The increase in online traffic and transactions during Black Friday puts e-commerce businesses at risk. To help companies prepare, NAVA Technology for Business shares four mistakes e-commerce businesses should be aware of to increase security during Black Friday.

1- Fragile technology infrastructure: Many websites are not prepared to handle the high volume of traffic. It is crucial to review all infrastructure elements, especially communication links, to ensure the stability of the digital environment.

2- Data security limited to Black Friday: Security must be an ongoing process, integrated into corporate governance, and not just a concern during a specific time of year, like Black Friday. Companies that invest in secure development, test, and implement robust security practices in their technology environment, whether cloud-based or on-premises, throughout the year will be better prepared to handle traffic spikes and threats.

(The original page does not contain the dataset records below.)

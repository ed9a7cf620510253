use docgate_classify::ClassifyError;
use docgate_core::CategoryError;
use docgate_validate::ValidateError;
use std::path::PathBuf;
use thiserror::Error;

use crate::config::DecisionMode;

#[derive(Debug, Error)]
pub enum IntakeError {
    #[error("Failed to read config {path}: {source}")]
    Read {
        path: PathBuf,
        #[source]
        source: std::io::Error,
    },
    #[error("Failed to parse config: {0}")]
    Parse(#[from] toml::de::Error),
    #[error("Decision mode '{0:?}' needs a [classifier] section")]
    MissingClassifier(DecisionMode),
    #[error(transparent)]
    Category(#[from] CategoryError),
    #[error(transparent)]
    Validate(#[from] ValidateError),
    #[error("Classifier initialisation failed: {0}")]
    Classifier(#[from] ClassifyError),
    #[error("Validation task failed: {0}")]
    Task(#[from] tokio::task::JoinError),
}
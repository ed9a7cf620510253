use docgate_core::ClassificationResult;
use image::imageops::FilterType;
use ndarray::Array4;
use std::path::Path;

use crate::config::{OnDeviceConfig, TensorLayout};
use crate::error::ClassifyError;

/// A loaded model that maps one image tensor to one score per label.
pub trait InferenceEngine: Send + Sync {
    fn run(&self, input: Array4<f32>) -> Result<Vec<f32>, ClassifyError>;
}

impl<E: InferenceEngine + ?Sized> InferenceEngine for Box<E> {
    fn run(&self, input: Array4<f32>) -> Result<Vec<f32>, ClassifyError> {
        (**self).run(input)
    }
}

#[derive(Debug, Clone, PartialEq)]
pub struct OnDeviceSettings {
    pub input_size: u32,
    pub layout: TensorLayout,
    pub positive_label: String,
}

impl Default for OnDeviceSettings {
    fn default() -> Self {
        Self { input_size: 224, layout: TensorLayout::Nchw, positive_label: "academic".to_string() }
    }
}

impl From<&OnDeviceConfig> for OnDeviceSettings {
    fn from(config: &OnDeviceConfig) -> Self {
        Self {
            input_size: config.input_size,
            layout: config.layout,
            positive_label: config.positive_label.clone(),
        }
    }
}

/// Image classifier backed by an [`InferenceEngine`] and a label list.
pub struct OnDeviceClassifier<E: InferenceEngine> {
    engine: E,
    labels: Vec<String>,
    positive: usize,
    settings: OnDeviceSettings,
}

impl<E: InferenceEngine> OnDeviceClassifier<E> {
    /// Checks the label list and probes the engine once with a zero tensor so
    /// an output/label mismatch fails here rather than on the first image.
    pub fn new(engine: E, labels: Vec<String>, settings: OnDeviceSettings) -> Result<Self, ClassifyError> {
        if labels.is_empty() {
            return Err(ClassifyError::ModelLoad("label list is empty".into()));
        }
        if settings.input_size == 0 {
            return Err(ClassifyError::ModelLoad("input size must be positive".into()));
        }
        let positive = labels
            .iter()
            .position(|l| l.eq_ignore_ascii_case(&settings.positive_label))
            .ok_or_else(|| {
                ClassifyError::ModelLoad(format!("label list has no '{}' entry", settings.positive_label))
            })?;

        let probe = engine
            .run(Array4::zeros(tensor_shape(settings.input_size, settings.layout)))
            .map_err(|e| ClassifyError::ModelLoad(format!("probe inference failed: {e}")))?;
        if probe.len() != labels.len() {
            return Err(ClassifyError::ModelLoad(format!(
                "model produces {} outputs but {} labels were given",
                probe.len(),
                labels.len()
            )));
        }
        if let Some(bad) = non_finite(&probe) {
            return Err(ClassifyError::ModelLoad(format!("probe inference produced a non-finite score ({bad})")));
        }

        tracing::info!(labels = labels.len(), positive = %labels[positive], "On-device classifier ready");
        Ok(Self { engine, labels, positive, settings })
    }

    pub fn from_label_file(engine: E, labels_path: &Path, settings: OnDeviceSettings) -> Result<Self, ClassifyError> {
        let content = std::fs::read_to_string(labels_path)
            .map_err(|e| ClassifyError::ModelLoad(format!("labels file {}: {e}", labels_path.display())))?;
        Self::new(engine, parse_labels(&content), settings)
    }

    pub fn labels(&self) -> &[String] {
        &self.labels
    }

    /// Per-image failures become a rejected result with zero confidence.
    pub fn classify(&self, image_bytes: &[u8]) -> ClassificationResult {
        match self.try_classify(image_bytes) {
            Ok(result) => result,
            Err(e) => {
                tracing::warn!("On-device classification failed: {e}");
                ClassificationResult::rejected(e.to_string())
            }
        }
    }

    fn try_classify(&self, image_bytes: &[u8]) -> Result<ClassificationResult, ClassifyError> {
        let image = image::load_from_memory(image_bytes).map_err(|e| ClassifyError::Decode(e.to_string()))?;
        let tensor = image_tensor(&image, self.settings.input_size, self.settings.layout);
        let raw = self.engine.run(tensor)?;
        if raw.len() != self.labels.len() {
            return Err(ClassifyError::Inference(format!(
                "expected {} outputs, got {}",
                self.labels.len(),
                raw.len()
            )));
        }

        if let Some(bad) = non_finite(&raw) {
            return Err(ClassifyError::Inference(format!("model produced a non-finite score ({bad})")));
        }

        let probs = if is_distribution(&raw) { raw } else { softmax(&raw) };
        if let Some(bad) = non_finite(&probs) {
            return Err(ClassifyError::Inference(format!("scores do not normalize ({bad})")));
        }
        let (best, confidence) = probs
            .iter()
            .copied()
            .enumerate()
            .fold((0, f32::MIN), |acc, (i, p)| if p > acc.1 { (i, p) } else { acc });

        let accepted = best == self.positive;
        tracing::debug!(label = %self.labels[best], confidence, accepted, "On-device classification");
        Ok(ClassificationResult {
            accepted,
            confidence,
            score: None,
            rationale: format!("Classified as '{}' ({:.0}% confidence)", self.labels[best], confidence * 100.0),
            extracted_text: None,
            matched_keywords: vec![],
        })
    }
}

// ── Tensor helpers ───────────────────────────────────────────────────────────

fn tensor_shape(size: u32, layout: TensorLayout) -> (usize, usize, usize, usize) {
    let s = size as usize;
    match layout {
        TensorLayout::Nchw => (1, 3, s, s),
        TensorLayout::Nhwc => (1, s, s, 3),
    }
}

/// Square RGB tensor scaled to [0, 1].
pub fn image_tensor(image: &image::DynamicImage, size: u32, layout: TensorLayout) -> Array4<f32> {
    let rgb = image.resize_exact(size, size, FilterType::Triangle).to_rgb8();
    let mut tensor = Array4::<f32>::zeros(tensor_shape(size, layout));
    for (x, y, pixel) in rgb.enumerate_pixels() {
        let (x, y) = (x as usize, y as usize);
        for c in 0..3 {
            let v = pixel[c] as f32 / 255.0;
            match layout {
                TensorLayout::Nchw => tensor[[0, c, y, x]] = v,
                TensorLayout::Nhwc => tensor[[0, y, x, c]] = v,
            }
        }
    }
    tensor
}

fn non_finite(values: &[f32]) -> Option<f32> {
    values.iter().copied().find(|v| !v.is_finite())
}

fn is_distribution(values: &[f32]) -> bool {
    values.iter().all(|v| (0.0..=1.0).contains(v)) && (values.iter().sum::<f32>() - 1.0).abs() < 1e-3
}

pub fn softmax(logits: &[f32]) -> Vec<f32> {
    let max = logits.iter().copied().fold(f32::NEG_INFINITY, f32::max);
    let exps: Vec<f32> = logits.iter().map(|v| (v - max).exp()).collect();
    let sum: f32 = exps.iter().sum();
    exps.into_iter().map(|e| e / sum).collect()
}

/// One label per non-empty line. A leading index such as `0 ` or `1: ` is dropped.
pub fn parse_labels(content: &str) -> Vec<String> {
    content
        .lines()
        .map(str::trim)
        .filter(|l| !l.is_empty())
        .map(|l| {
            let rest = l.trim_start_matches(|c: char| c.is_ascii_digit());
            if rest.len() == l.len() || !rest.starts_with([' ', '\t', ':', '.']) {
                return l.to_string();
            }
            rest.trim_start_matches([' ', '\t', ':', '.']).to_string()
        })
        .collect()
}

// ── ONNX Runtime engine (optional, gated behind `onnx` feature) ──────────────

#[cfg(feature = "onnx")]
pub mod ort_engine {
    use super::InferenceEngine;
    use crate::error::ClassifyError;
    use ndarray::Array4;
    use std::path::Path;
    use std::sync::Mutex;

    /// `Session::run` takes `&mut self`, so the session sits behind a mutex.
    pub struct OrtEngine {
        session: Mutex<ort::session::Session>,
    }

    impl OrtEngine {
        pub fn load(model_path: &Path) -> Result<Self, ClassifyError> {
            if !model_path.exists() {
                return Err(ClassifyError::ModelLoad(format!("model not found: {}", model_path.display())));
            }
            let session = ort::session::Session::builder()
                .map_err(|e| ClassifyError::ModelLoad(e.to_string()))?
                .commit_from_file(model_path)
                .map_err(|e| ClassifyError::ModelLoad(e.to_string()))?;
            Ok(Self { session: Mutex::new(session) })
        }
    }

    impl InferenceEngine for OrtEngine {
        fn run(&self, input: Array4<f32>) -> Result<Vec<f32>, ClassifyError> {
            let value =
                ort::value::Tensor::from_array(input).map_err(|e| ClassifyError::Inference(e.to_string()))?;
            let mut session = self
                .session
                .lock()
                .map_err(|e| ClassifyError::Inference(format!("Lock poisoned: {e}")))?;
            let outputs = session
                .run(ort::inputs![value])
                .map_err(|e| ClassifyError::Inference(e.to_string()))?;
            let scores = outputs[0]
                .try_extract_array::<f32>()
                .map_err(|e| ClassifyError::Inference(e.to_string()))?;
            Ok(scores.iter().copied().collect())
        }
    }
}
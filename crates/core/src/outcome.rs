use serde::{Deserialize, Serialize};
use std::fmt;

/// Why a submitted image was turned away. The `Display` text is shown to the
/// end user as-is.
#[derive(Debug, Clone, PartialEq, Eq, Serialize, Deserialize)]
#[serde(tag = "code", rename_all = "kebab-case")]
pub enum RejectionReason {
    InvalidFileFormat,
    ResolutionTooLow,
    EmptyExtraction,
    SelfieDetected,
    PortraitSelfie,
    ProfilePhoto,
    GroupPhotoDetected,
    NonDocumentShape,
    NoAcademicSignal,
    NonAcademicContent,
    CategoryMismatch { category: String },
    UnknownCategory { category: String },
    ClassifierRejected { rationale: String },
}

impl RejectionReason {
    /// Stable machine-readable code, e.g. `group-photo-detected`.
    pub fn code(&self) -> &'static str {
        match self {
            RejectionReason::InvalidFileFormat => "invalid-file-format",
            RejectionReason::ResolutionTooLow => "resolution-too-low",
            RejectionReason::EmptyExtraction => "empty-extraction",
            RejectionReason::SelfieDetected
            | RejectionReason::PortraitSelfie
            | RejectionReason::ProfilePhoto => "selfie-detected",
            RejectionReason::GroupPhotoDetected => "group-photo-detected",
            RejectionReason::NonDocumentShape => "non-document-shape",
            RejectionReason::NoAcademicSignal => "no-academic-signal",
            RejectionReason::NonAcademicContent => "non-academic-content",
            RejectionReason::CategoryMismatch { .. } => "category-mismatch",
            RejectionReason::UnknownCategory { .. } => "unknown-category",
            RejectionReason::ClassifierRejected { .. } => "classifier-rejected",
        }
    }
}

impl fmt::Display for RejectionReason {
    fn fmt(&self, f: &mut fmt::Formatter<'_>) -> fmt::Result {
        match self {
            RejectionReason::InvalidFileFormat => {
                write!(f, "Unsupported file. Please upload a JPEG, PNG, WebP, GIF, BMP or TIFF image.")
            }
            RejectionReason::ResolutionTooLow => {
                write!(f, "Image resolution is too low. Please retake the photo closer to the document.")
            }
            RejectionReason::EmptyExtraction => {
                write!(f, "No readable text was found. Please upload a clear photo of the document.")
            }
            RejectionReason::SelfieDetected => {
                write!(f, "This looks like a selfie. Please upload a photo of the document itself.")
            }
            RejectionReason::PortraitSelfie => {
                write!(f, "This looks like a portrait photo. Please upload a photo of the document itself.")
            }
            RejectionReason::ProfilePhoto => {
                write!(f, "This looks like a profile picture. Please upload a photo of the document itself.")
            }
            RejectionReason::GroupPhotoDetected => {
                write!(f, "Multiple faces detected. Group photos cannot be accepted as documents.")
            }
            RejectionReason::NonDocumentShape => {
                write!(f, "The image does not have the shape of a document. Please capture the whole page.")
            }
            RejectionReason::NoAcademicSignal => {
                write!(f, "No institution or board details were found on this document.")
            }
            RejectionReason::NonAcademicContent => write!(
                f,
                "Only academic documents (marks cards, certificates, ID cards) are allowed. \
                 This image does not appear to be an academic document."
            ),
            RejectionReason::CategoryMismatch { category } => write!(
                f,
                "This document does not match the selected category ({category}). \
                 Please choose the correct category or upload the right document."
            ),
            RejectionReason::UnknownCategory { category } => {
                write!(f, "Unknown document category '{category}'.")
            }
            RejectionReason::ClassifierRejected { rationale } => write!(f, "{rationale}"),
        }
    }
}

/// Result of one validation request: exactly one of accepted or rejected.
#[derive(Debug, Clone, PartialEq, Eq, Serialize, Deserialize)]
#[serde(tag = "status", content = "reason", rename_all = "snake_case")]
pub enum ValidationOutcome {
    Accepted,
    Rejected(RejectionReason),
}

impl ValidationOutcome {
    pub fn is_accepted(&self) -> bool {
        matches!(self, ValidationOutcome::Accepted)
    }

    pub fn reason(&self) -> Option<&RejectionReason> {
        match self {
            ValidationOutcome::Accepted => None,
            ValidationOutcome::Rejected(r) => Some(r),
        }
    }

    /// The message to display, if rejected.
    pub fn message(&self) -> Option<String> {
        self.reason().map(|r| r.to_string())
    }
}

impl From<RejectionReason> for ValidationOutcome {
    fn from(reason: RejectionReason) -> Self {
        ValidationOutcome::Rejected(reason)
    }
}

3-Lack of Zero Trust concept: Traditional security controls may be insufficient for today's environment. Implementing a Zero Trust approach – which continuously validates users and devices – helps protect the digital environment more comprehensively.

4- Lack of team training: It is vital that e-commerce operations teams receive training throughout the year. Prepared professionals are better able to identify and resolve problems more efficiently during Black Friday.

Fraud Prevention

Beyond the aforementioned checks, companies need to adopt specific technical precautions in the virtual environment. Cloud-based e-commerce businesses must follow practices ensuring security and compliance, starting with defining security responsibilities, separating controls that fall to the cloud provider from those of the company itself. "Adherence to security standards, such as those of the Cloud Security Alliance (CSA), is also necessary to protect data and transactions. Regular reviews are recommended to ensure all security controls are correctly implemented and functioning with a high degree of reliability," says Edison Fontes, Chief Information Security Officer (CISO) of NAVA.

The executive also warns about the threat of increased AI use by cybercriminals. While AI can be an ally for businesses, organized crime is also using it for more complex attacks. The speed and volume of data that AI allows to be processed are exploited to increase the number and complexity of intrusion attempts. "Anticipating these threats involves investing in AI Monitoring that identifies suspicious behaviors that may indicate malicious AI use," the expert adds.